Pierre (3è6) : Est-ce qu’être juif est une religion ?
C’est difficile à définir, c’est plutôt une ethnie, une croyance. On est
juif par sa mère.

Evry (3è2) : avez vous eu honte d’être juif ?
Jamais !! Il ne faut jamais avoir honte de ses origines !

Maxime (3è5) : est-ce que vous vous considérez comme un privilégié ?
J’ai eu de la chance mais je ne suis pas un privilégié. La chance que j’ai eu, c’est pour la mettre au service des autres.

Mégane (3è5) : avez vous le souvenir de quelque chose de choquant ?
Il y a eu les bombardements : cela fait du bruit et c’est dangereux. L’arrestation bien sûr m’a choquée.
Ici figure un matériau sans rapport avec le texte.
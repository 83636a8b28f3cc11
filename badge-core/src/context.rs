//! Device-wide context, built once at startup and borrowed everywhere

use std::time::Duration;

use ed25519_dalek::VerifyingKey;

use crate::config::DeviceConfig;
use crate::error::ConfigError;
use crate::update::UpdatePolicy;

#[derive(Debug, Clone)]
pub struct HardwareInfo {
    pub revision: String,
    pub firmware_version: String,
}

#[derive(Debug, Clone)]
pub struct DeviceContext {
    pub hardware: HardwareInfo,
    pub config: DeviceConfig,
    pub update_key: Option<VerifyingKey>,
}

impl DeviceContext {
    pub fn new(config: DeviceConfig) -> Result<Self, ConfigError> {
        config.validate()?;
        let update_key = config.update_key()?;
        Ok(Self {
            hardware: HardwareInfo {
                revision: config.hardware_revision.clone(),
                firmware_version: env!("CARGO_PKG_VERSION").to_string(),
            },
            config,
            update_key,
        })
    }

    pub fn update_policy(&self) -> UpdatePolicy {
        UpdatePolicy {
            hardware: self.hardware.revision.clone(),
            key: self.update_key,
            chunk_size: self.config.chunk_size,
            chunk_timeout: self.config.chunk_timeout(),
        }
    }

    /// How long the main loop waits for bytes on each poll
    pub fn poll_interval(&self) -> Duration {
        Duration::from_millis(20)
    }
}
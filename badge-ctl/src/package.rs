//! Signed update packages: the 312-byte header followed by the raw image

use std::path::Path;

use badge_proto::{UpdateHeader, UPDATE_HEADER_SIZE, UPDATE_MAGIC};
use ed25519_dalek::{Signer, SigningKey, VerifyingKey};
use sha2::{Digest, Sha256};

#[derive(thiserror::Error, Debug)]
pub enum PackageError {
    #[error("package i/o: {0}")]
    Io(#[from] std::io::Error),
    #[error("package is {0} bytes, shorter than its header")]
    TooShort(usize),
    #[error("not an update package (magic 0x{0:08x})")]
    BadMagic(u32),
    #[error("header announces {announced} image bytes, package carries {actual}")]
    SizeMismatch { announced: usize, actual: usize },
    #[error("image checksum does not match header")]
    Checksum,
    #[error("signature does not verify with the given key")]
    Signature,
    #[error("key file: {0}")]
    Key(String),
}

pub struct Package {
    pub header: UpdateHeader,
    pub image: Vec<u8>,
}

impl Package {
    pub fn build(image: Vec<u8>, hardware: &str, key: &SigningKey) -> Result<Self, PackageError> {
        let size = u32::try_from(image.len())
            .map_err(|_| PackageError::SizeMismatch { announced: u32::MAX as usize, actual: image.len() })?;
        let checksum: [u8; 32] = Sha256::digest(&image).into();
        let mut header = UpdateHeader::new(size, checksum, hardware)?;
        header.set_ed25519_signature(&key.sign(&checksum).to_bytes());
        Ok(Self { header, image })
    }

    pub fn to_bytes(&self) -> Vec<u8> {
        let mut out = Vec::with_capacity(UPDATE_HEADER_SIZE + self.image.len());
        out.extend_from_slice(&self.header.to_bytes());
        out.extend_from_slice(&self.image);
        out
    }

    pub fn from_bytes(data: &[u8]) -> Result<Self, PackageError> {
        if data.len() < UPDATE_HEADER_SIZE {
            return Err(PackageError::TooShort(data.len()));
        }
        let header = UpdateHeader::from_bytes(&data[..UPDATE_HEADER_SIZE])?;
        if header.magic != UPDATE_MAGIC {
            return Err(PackageError::BadMagic(header.magic));
        }
        let image = data[UPDATE_HEADER_SIZE..].to_vec();
        if image.len() != header.size as usize {
            return Err(PackageError::SizeMismatch {
                announced: header.size as usize,
                actual: image.len(),
            });
        }
        Ok(Self { header, image })
    }

    /// Same checks the badge runs during Verify
    pub fn verify(&self, key: &VerifyingKey) -> Result<(), PackageError> {
        let checksum: [u8; 32] = Sha256::digest(&self.image).into();
        if checksum != self.header.checksum {
            return Err(PackageError::Checksum);
        }
        let signature = self.header.ed25519_signature().ok_or(PackageError::Signature)?;
        key.verify_strict(&checksum, &ed25519_dalek::Signature::from_bytes(&signature))
            .map_err(|_| PackageError::Signature)
    }
}

pub fn generate_key() -> SigningKey {
    SigningKey::generate(&mut rand::rngs::OsRng)
}

/// Secret key stored as 64 hex characters
pub fn read_signing_key(path: &Path) -> Result<SigningKey, PackageError> {
    let text = std::fs::read_to_string(path)?;
    let bytes = data_encoding::HEXLOWER_PERMISSIVE
        .decode(text.trim().as_bytes())
        .map_err(|e| PackageError::Key(e.to_string()))?;
    let bytes: [u8; 32] = bytes
        .try_into()
        .map_err(|_| PackageError::Key("expected 32 bytes".to_string()))?;
    Ok(SigningKey::from_bytes(&bytes))
}

pub fn write_signing_key(path: &Path, key: &SigningKey) -> Result<(), PackageError> {
    std::fs::write(path, data_encoding::HEXLOWER.encode(key.as_bytes()))?;
    Ok(())
}
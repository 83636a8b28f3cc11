//! Persistent storage for the system state

use std::path::PathBuf;
use std::sync::{Arc, Mutex};

use crate::error::StorageError;
use crate::state::SystemState;

/// Non-volatile home of the system state.
///
/// The badge keeps it in NVS; the host build keeps a JSON file.
pub trait Storage: Send {
    /// Saved state, or `None` on first boot
    fn load_state(&self) -> Result<Option<SystemState>, StorageError>;

    fn save_state(&mut self, state: &SystemState) -> Result<(), StorageError>;
}

/// State file in the badge home directory
pub struct JsonFileStorage {
    path: PathBuf,
}

impl JsonFileStorage {
    pub fn new(path: PathBuf) -> Self {
        Self { path }
    }
}

impl Storage for JsonFileStorage {
    fn load_state(&self) -> Result<Option<SystemState>, StorageError> {
        if !self.path.exists() {
            return Ok(None);
        }
        let data = std::fs::read_to_string(&self.path)?;
        Ok(Some(serde_json::from_str(&data)?))
    }

    fn save_state(&mut self, state: &SystemState) -> Result<(), StorageError> {
        let data = serde_json::to_string_pretty(state)?;
        let tmp = self.path.with_extension("json.tmp");
        std::fs::write(&tmp, data)?;
        std::fs::rename(&tmp, &self.path)?;
        Ok(())
    }
}

/// Volatile storage; clones share the saved state
#[derive(Clone, Default)]
pub struct MemoryStorage {
    saved: Arc<Mutex<Option<SystemState>>>,
}

impl MemoryStorage {
    pub fn saved(&self) -> Option<SystemState> {
        self.saved.lock().unwrap_or_else(|e| e.into_inner()).clone()
    }
}

impl Storage for MemoryStorage {
    fn load_state(&self) -> Result<Option<SystemState>, StorageError> {
        Ok(self.saved())
    }

    fn save_state(&mut self, state: &SystemState) -> Result<(), StorageError> {
        *self.saved.lock().unwrap_or_else(|e| e.into_inner()) = Some(state.clone());
        Ok(())
    }
}

#[cfg(test)]
mod tests {
    use super::*;

    #[test]
    fn json_file_survives_reload() {
        let home = tempfile::tempdir().unwrap();
        let path = home.path().join("state.json");
        let mut storage = JsonFileStorage::new(path.clone());
        assert!(storage.load_state().unwrap().is_none());

        let mut state = SystemState::default();
        state.owner = "Grace".to_string();
        state.led.brightness = 42;
        storage.save_state(&state).unwrap();

        let reloaded = JsonFileStorage::new(path).load_state().unwrap().unwrap();
        assert_eq!(reloaded, state);
    }

    #[test]
    fn corrupt_state_file_is_an_error() {
        let home = tempfile::tempdir().unwrap();
        let path = home.path().join("state.json");
        std::fs::write(&path, "{ not json").unwrap();
        assert!(matches!(
            JsonFileStorage::new(path).load_state(),
            Err(StorageError::Json(_))
        ));
    }
}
La méchanceté des gens aussi, les regards des uns et des autres à la pouponnière de Vaucresson.

Jorys (3è5) : pourquoi est-ce que c’est plus grave d’insulter un juif que d’insulter un musulman ?
Ce n’est pas plus grave !! C’est la même chose. Devant la loi, c’est ce que tu fais qui est important, pas qui tu es ! Il n’y a pas de supériorité des uns par rapport aux autres.

Loup (3è4) : Est-ce que vous avez pensé plusieurs fois à vous enfuir de la pouponière ?
Non, je ne me suis jamais enfui, même le dimanche quand les parents venaient voir les autres enfants.

Manon (3è6) : Est-ce que les retrouvailles avec votre soeur ont été
chaleureuses ?

Oui, nous sommes restés très complices, très proches.

Lorrys (3è6) : Quel a été votre sentiment quand on a retrouvé des criminels nazis ?
Le Tribunal international de La Haye est très important, toutes ces
instances européennes sont importantes, pour créer une Europe plus forte.